Your answer should consist of each line below that includes the word "FlightRow".

--- START ---

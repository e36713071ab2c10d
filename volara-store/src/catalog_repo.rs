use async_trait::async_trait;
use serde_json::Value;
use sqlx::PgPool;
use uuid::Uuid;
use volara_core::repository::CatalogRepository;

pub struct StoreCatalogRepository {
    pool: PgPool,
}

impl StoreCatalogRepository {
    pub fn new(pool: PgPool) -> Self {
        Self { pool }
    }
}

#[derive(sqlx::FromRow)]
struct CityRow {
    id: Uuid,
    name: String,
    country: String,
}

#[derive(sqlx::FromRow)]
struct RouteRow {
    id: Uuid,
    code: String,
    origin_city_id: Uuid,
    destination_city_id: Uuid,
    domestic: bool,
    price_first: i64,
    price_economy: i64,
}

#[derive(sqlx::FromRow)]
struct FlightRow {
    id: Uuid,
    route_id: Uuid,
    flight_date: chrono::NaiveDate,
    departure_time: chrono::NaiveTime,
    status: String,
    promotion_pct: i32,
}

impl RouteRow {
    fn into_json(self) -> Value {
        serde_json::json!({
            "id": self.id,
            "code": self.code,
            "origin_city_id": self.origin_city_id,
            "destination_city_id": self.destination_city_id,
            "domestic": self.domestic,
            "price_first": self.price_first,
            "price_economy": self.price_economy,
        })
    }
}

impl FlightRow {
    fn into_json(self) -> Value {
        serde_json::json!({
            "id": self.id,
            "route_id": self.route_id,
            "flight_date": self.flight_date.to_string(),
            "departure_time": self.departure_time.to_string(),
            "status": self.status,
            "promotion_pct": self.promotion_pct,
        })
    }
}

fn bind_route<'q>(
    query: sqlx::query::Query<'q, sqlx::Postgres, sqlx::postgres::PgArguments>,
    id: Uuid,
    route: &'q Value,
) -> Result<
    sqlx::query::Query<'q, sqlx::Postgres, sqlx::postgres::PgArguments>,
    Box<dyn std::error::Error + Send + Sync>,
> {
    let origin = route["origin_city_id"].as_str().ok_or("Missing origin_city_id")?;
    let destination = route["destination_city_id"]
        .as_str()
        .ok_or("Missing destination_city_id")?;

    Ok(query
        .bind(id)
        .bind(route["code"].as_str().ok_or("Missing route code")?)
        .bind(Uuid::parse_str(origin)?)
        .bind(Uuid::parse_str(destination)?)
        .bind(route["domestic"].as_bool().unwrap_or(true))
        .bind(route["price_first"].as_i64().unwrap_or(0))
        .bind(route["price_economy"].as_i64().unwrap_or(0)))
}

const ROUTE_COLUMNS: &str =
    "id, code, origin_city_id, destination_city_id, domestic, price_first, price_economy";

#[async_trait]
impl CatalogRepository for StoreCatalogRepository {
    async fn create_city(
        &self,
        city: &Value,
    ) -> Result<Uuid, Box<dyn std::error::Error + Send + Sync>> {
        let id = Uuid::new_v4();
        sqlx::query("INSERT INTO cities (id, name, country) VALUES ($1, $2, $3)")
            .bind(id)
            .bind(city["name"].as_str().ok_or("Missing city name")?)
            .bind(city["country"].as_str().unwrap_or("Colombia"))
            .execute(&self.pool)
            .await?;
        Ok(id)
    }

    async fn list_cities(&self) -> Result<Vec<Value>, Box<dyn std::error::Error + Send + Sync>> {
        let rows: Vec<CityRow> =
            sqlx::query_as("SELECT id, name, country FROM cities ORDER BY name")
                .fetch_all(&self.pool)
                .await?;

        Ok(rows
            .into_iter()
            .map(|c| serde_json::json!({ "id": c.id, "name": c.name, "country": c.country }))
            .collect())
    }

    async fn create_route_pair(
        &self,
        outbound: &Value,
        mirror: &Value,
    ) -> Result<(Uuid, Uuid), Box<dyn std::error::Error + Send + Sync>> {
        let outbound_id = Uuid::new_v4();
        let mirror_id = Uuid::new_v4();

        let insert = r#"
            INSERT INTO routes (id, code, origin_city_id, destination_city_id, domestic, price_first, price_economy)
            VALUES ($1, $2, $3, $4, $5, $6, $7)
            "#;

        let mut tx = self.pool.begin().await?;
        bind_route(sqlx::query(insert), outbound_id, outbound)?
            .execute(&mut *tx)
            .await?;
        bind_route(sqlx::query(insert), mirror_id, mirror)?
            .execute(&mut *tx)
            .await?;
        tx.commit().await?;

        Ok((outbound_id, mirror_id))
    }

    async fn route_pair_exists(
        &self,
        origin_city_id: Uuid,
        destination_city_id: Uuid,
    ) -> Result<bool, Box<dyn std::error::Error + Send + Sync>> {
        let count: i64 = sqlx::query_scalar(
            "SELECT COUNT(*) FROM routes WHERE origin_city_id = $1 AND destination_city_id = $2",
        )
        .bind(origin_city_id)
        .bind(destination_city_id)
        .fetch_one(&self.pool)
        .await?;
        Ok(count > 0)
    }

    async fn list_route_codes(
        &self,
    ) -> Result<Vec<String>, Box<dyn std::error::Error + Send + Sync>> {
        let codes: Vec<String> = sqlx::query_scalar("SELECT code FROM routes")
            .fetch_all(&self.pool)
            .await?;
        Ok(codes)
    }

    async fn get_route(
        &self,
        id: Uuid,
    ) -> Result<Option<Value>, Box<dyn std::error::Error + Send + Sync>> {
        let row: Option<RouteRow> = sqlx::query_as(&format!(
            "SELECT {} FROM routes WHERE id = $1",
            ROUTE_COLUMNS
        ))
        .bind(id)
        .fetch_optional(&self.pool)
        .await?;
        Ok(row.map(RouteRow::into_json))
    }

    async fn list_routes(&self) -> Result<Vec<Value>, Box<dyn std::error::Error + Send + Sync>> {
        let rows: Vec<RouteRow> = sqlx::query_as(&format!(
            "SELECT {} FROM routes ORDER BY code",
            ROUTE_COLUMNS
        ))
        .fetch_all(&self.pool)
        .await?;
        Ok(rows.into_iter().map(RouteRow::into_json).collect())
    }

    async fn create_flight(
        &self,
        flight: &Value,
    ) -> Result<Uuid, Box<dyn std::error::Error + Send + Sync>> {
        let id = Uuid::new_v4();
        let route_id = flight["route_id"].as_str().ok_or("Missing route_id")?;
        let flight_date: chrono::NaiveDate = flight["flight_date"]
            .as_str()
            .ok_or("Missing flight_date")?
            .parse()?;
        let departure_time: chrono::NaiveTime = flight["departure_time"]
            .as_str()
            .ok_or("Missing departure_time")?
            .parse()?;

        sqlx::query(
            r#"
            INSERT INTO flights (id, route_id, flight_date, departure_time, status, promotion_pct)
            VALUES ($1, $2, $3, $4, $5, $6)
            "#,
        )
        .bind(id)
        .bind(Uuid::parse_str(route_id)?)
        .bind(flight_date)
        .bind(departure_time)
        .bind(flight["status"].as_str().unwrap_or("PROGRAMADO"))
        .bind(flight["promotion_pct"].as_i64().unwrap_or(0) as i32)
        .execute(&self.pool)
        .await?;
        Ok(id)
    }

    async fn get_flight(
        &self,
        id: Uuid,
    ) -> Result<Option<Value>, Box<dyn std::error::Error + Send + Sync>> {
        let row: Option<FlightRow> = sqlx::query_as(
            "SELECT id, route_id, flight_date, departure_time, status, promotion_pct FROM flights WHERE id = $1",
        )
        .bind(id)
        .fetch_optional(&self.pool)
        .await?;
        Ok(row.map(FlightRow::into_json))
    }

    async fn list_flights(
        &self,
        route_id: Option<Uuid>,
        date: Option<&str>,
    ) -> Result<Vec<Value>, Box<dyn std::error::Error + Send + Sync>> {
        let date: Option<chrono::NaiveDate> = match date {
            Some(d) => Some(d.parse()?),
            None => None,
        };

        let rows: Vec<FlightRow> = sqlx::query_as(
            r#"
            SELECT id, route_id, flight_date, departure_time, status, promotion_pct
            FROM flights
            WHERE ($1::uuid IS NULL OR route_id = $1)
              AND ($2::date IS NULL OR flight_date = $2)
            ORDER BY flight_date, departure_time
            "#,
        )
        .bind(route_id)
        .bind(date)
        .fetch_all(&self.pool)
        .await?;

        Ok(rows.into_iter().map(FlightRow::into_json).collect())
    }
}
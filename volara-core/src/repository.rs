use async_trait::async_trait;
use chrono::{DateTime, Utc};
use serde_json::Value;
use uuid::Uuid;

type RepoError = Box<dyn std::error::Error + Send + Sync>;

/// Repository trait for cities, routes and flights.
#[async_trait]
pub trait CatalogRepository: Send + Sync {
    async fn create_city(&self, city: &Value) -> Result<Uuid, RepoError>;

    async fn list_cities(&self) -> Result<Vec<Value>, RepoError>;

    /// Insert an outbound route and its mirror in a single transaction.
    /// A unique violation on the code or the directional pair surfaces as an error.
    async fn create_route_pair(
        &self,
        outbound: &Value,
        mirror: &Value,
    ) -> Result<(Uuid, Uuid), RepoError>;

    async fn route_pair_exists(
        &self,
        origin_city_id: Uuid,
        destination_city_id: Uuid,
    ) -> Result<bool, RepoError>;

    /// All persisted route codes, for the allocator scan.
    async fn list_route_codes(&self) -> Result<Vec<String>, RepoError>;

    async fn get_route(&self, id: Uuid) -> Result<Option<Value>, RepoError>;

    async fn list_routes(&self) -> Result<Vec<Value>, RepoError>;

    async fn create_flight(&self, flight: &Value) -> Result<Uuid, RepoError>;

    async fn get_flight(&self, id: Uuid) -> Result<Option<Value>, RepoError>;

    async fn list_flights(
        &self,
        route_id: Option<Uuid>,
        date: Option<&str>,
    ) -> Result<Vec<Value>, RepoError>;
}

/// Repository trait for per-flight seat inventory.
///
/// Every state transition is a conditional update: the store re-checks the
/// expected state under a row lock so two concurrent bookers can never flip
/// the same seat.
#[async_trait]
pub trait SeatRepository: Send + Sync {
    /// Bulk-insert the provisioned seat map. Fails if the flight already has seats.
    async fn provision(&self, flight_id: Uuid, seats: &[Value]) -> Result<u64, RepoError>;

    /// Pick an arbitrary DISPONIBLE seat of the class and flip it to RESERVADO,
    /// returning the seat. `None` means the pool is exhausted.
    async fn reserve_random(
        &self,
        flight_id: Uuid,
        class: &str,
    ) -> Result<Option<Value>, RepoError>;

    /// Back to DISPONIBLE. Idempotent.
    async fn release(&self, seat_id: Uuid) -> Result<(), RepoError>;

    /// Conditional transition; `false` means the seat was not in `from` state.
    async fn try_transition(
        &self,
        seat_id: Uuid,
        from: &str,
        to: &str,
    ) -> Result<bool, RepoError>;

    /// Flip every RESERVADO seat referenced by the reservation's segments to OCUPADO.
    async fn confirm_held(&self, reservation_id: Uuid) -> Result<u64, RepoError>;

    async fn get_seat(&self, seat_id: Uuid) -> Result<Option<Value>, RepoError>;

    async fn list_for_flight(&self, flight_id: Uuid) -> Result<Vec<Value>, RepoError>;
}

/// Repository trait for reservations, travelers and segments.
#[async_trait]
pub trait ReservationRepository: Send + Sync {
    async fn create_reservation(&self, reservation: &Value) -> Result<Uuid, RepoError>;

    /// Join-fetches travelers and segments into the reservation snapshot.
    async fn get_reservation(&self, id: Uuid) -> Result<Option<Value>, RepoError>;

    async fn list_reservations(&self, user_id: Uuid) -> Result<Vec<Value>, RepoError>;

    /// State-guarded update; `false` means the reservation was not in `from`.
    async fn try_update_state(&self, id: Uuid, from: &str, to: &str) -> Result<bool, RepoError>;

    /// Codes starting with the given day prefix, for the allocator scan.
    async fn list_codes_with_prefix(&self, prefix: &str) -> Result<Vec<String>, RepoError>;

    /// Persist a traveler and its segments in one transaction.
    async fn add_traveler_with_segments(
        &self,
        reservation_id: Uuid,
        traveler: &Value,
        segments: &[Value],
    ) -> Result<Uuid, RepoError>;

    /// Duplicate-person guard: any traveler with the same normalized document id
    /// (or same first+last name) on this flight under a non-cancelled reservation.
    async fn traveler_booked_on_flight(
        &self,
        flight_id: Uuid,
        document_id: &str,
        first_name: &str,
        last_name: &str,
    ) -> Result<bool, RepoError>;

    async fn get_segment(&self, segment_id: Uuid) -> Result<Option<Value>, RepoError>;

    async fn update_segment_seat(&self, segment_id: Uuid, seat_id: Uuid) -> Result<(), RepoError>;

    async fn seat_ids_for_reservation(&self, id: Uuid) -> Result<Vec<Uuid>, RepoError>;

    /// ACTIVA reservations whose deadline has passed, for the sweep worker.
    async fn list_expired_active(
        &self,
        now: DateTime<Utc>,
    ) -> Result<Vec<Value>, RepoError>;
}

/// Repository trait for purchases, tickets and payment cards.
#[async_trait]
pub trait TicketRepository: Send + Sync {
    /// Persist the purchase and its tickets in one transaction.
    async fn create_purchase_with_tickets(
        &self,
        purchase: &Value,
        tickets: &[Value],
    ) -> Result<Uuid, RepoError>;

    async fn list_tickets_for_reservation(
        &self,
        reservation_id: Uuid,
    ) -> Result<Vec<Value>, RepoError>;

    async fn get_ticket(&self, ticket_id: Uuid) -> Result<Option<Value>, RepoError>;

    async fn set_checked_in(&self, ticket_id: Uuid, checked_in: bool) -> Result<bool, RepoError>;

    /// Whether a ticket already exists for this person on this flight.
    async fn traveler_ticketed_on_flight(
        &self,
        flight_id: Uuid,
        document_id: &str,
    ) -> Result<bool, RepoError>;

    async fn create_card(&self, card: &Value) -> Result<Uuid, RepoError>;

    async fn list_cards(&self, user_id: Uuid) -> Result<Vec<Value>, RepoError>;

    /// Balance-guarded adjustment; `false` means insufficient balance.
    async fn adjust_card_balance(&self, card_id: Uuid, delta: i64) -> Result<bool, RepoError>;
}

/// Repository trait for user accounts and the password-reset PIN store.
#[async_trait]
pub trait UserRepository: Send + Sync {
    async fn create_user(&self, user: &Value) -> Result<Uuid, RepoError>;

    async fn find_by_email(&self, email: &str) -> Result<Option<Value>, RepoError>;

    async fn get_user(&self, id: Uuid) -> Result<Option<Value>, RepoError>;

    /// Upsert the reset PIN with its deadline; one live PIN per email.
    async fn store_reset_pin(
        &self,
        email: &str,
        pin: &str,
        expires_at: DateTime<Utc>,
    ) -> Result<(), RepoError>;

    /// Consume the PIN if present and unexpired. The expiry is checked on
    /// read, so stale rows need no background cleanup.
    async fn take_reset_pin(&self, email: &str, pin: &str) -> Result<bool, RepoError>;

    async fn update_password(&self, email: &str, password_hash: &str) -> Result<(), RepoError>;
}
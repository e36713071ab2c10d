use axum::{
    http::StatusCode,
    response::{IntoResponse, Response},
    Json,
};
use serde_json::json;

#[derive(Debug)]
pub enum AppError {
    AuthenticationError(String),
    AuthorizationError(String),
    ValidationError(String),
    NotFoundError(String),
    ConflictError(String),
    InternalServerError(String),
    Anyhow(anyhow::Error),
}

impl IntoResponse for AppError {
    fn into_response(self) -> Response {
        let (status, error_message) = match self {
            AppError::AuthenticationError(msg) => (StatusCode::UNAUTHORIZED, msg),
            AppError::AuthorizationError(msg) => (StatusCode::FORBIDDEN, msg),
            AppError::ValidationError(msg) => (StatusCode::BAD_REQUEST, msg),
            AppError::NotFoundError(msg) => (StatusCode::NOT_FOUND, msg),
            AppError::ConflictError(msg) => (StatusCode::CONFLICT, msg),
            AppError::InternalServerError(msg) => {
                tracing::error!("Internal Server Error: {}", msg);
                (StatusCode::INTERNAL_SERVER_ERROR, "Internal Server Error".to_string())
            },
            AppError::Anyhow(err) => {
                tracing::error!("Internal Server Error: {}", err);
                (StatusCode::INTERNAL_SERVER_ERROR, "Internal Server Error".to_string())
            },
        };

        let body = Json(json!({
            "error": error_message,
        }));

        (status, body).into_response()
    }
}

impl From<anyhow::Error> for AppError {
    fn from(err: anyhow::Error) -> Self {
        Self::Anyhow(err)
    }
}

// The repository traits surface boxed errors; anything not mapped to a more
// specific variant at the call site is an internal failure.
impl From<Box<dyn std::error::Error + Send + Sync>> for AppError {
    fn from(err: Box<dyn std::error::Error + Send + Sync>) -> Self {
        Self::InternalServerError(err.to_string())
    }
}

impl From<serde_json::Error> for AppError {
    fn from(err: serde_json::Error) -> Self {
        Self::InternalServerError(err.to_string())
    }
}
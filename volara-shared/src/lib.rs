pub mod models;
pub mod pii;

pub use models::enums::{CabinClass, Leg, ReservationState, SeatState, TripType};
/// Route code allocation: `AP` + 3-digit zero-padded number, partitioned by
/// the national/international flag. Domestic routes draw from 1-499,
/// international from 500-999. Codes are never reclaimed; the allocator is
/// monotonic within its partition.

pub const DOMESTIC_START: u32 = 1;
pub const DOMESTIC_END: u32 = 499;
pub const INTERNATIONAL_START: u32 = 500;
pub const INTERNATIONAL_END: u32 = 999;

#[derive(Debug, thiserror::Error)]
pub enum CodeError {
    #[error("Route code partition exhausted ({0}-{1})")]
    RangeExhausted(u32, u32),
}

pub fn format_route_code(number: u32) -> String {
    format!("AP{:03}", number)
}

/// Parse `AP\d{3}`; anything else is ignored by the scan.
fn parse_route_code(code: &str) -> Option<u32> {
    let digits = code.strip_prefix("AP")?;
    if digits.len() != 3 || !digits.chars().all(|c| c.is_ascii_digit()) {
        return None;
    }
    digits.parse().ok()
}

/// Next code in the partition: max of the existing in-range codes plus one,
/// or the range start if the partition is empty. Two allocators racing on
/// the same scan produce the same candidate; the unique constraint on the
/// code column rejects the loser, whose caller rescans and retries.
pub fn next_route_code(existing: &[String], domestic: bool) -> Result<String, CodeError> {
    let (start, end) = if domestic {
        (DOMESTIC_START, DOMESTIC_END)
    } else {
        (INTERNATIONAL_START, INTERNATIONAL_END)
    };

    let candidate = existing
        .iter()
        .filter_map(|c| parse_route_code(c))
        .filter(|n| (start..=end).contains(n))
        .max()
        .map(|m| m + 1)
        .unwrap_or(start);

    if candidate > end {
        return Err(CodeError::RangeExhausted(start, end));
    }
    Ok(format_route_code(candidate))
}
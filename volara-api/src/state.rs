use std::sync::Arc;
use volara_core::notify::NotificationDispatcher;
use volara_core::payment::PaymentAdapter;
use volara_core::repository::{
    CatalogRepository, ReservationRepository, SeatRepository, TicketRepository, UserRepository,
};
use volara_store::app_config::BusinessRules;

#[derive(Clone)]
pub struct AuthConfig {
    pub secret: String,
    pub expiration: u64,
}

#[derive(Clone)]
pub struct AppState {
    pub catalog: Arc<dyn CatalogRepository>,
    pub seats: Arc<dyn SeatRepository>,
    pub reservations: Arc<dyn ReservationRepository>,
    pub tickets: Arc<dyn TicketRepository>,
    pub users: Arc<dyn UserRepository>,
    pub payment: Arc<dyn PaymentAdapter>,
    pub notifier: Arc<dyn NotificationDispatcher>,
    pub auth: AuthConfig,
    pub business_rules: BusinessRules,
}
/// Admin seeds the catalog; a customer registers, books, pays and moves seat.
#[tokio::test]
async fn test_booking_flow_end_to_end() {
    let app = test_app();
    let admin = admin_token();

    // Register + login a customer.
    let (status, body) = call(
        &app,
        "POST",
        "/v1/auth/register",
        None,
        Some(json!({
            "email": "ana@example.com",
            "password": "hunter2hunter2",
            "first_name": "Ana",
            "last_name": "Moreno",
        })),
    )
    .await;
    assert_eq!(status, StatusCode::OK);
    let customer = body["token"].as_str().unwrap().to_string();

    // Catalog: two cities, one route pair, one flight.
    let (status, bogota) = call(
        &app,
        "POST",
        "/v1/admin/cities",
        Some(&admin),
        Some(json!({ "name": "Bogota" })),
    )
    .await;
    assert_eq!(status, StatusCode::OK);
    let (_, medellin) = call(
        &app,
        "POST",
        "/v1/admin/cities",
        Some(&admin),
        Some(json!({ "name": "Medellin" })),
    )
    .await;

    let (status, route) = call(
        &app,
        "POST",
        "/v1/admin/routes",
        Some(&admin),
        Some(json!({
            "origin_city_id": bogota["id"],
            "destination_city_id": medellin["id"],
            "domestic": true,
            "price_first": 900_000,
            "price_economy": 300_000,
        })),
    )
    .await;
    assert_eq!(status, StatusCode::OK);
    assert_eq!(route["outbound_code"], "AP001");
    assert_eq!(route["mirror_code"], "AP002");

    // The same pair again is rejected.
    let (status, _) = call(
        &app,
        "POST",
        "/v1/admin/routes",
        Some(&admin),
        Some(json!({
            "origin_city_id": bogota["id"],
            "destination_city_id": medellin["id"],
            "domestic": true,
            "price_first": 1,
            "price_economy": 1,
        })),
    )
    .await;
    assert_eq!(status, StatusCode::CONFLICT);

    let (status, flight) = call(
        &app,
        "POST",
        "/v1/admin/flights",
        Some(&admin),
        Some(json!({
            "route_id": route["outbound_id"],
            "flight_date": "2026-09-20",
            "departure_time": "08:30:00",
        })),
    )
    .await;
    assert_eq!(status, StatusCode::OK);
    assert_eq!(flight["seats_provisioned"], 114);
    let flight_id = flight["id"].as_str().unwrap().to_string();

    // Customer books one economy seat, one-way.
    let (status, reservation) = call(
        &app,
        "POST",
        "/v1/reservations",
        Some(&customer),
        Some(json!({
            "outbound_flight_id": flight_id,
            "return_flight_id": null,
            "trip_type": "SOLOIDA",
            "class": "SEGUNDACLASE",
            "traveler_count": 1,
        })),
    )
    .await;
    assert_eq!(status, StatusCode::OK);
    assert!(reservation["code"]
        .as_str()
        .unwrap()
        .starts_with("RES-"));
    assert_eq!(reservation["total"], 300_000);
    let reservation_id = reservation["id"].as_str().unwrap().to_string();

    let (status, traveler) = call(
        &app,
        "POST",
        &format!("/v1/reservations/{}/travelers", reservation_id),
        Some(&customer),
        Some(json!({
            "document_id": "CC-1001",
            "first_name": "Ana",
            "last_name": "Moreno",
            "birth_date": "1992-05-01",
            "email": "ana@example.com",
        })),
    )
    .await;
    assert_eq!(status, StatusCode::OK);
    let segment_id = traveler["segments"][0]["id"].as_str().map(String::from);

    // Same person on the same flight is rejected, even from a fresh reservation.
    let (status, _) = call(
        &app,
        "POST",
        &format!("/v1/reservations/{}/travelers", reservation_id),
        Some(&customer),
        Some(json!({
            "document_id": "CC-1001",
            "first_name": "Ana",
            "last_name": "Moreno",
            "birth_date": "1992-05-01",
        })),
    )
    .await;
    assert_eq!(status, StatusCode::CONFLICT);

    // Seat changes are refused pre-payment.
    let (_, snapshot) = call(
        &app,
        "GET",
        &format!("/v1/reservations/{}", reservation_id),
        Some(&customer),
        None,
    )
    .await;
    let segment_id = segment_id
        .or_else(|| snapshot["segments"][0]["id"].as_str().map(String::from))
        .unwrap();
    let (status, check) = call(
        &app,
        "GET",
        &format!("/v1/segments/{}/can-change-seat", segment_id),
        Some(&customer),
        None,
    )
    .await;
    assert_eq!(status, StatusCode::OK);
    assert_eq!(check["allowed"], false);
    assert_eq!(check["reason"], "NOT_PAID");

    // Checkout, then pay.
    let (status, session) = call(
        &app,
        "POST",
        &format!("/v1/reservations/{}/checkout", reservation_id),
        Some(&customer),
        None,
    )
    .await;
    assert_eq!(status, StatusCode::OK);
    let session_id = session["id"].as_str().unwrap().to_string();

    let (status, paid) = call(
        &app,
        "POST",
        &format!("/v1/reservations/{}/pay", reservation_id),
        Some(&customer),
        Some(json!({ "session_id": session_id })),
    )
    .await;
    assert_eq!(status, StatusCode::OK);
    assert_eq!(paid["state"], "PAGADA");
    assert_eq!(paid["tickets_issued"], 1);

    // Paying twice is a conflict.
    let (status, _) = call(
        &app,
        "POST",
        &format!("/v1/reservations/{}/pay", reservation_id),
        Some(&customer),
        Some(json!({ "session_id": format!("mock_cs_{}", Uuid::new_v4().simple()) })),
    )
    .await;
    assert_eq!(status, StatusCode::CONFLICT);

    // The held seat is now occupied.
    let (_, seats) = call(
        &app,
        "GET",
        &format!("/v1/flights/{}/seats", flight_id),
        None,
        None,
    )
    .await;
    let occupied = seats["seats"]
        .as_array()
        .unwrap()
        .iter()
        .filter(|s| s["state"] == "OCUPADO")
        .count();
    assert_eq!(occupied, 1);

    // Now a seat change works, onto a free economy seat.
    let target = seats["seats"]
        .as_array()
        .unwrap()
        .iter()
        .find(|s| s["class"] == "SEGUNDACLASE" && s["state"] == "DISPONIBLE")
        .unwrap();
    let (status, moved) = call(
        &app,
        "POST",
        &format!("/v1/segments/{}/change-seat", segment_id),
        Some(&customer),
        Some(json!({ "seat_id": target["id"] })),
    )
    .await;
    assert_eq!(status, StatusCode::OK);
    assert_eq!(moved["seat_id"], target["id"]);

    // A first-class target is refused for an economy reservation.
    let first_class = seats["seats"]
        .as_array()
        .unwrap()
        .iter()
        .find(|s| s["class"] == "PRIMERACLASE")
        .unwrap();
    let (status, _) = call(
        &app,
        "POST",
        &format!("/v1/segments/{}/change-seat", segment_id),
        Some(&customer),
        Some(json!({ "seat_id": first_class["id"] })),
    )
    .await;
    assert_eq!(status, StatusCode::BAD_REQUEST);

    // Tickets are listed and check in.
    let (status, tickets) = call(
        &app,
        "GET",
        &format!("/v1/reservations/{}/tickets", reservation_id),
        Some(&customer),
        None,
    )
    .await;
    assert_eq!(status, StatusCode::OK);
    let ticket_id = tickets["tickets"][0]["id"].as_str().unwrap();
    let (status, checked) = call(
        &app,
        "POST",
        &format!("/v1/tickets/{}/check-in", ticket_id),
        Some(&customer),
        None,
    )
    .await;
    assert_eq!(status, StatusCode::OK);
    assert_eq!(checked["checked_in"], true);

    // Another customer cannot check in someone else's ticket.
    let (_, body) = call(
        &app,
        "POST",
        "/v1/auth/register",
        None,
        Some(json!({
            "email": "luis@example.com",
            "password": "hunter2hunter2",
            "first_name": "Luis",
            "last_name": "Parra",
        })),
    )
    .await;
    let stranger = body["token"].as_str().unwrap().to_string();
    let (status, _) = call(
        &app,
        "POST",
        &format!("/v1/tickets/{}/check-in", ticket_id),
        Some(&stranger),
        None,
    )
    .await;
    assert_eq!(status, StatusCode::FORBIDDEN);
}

--- END ---

• Output for this task:
struct FlightRow {
impl FlightRow {
        let row: Option<FlightRow> = sqlx::query_as(
        Ok(row.map(FlightRow::into_json))
        let rows: Vec<FlightRow> = sqlx::query_as(
        Ok(rows.into_iter().map(FlightRow::into_json).collect())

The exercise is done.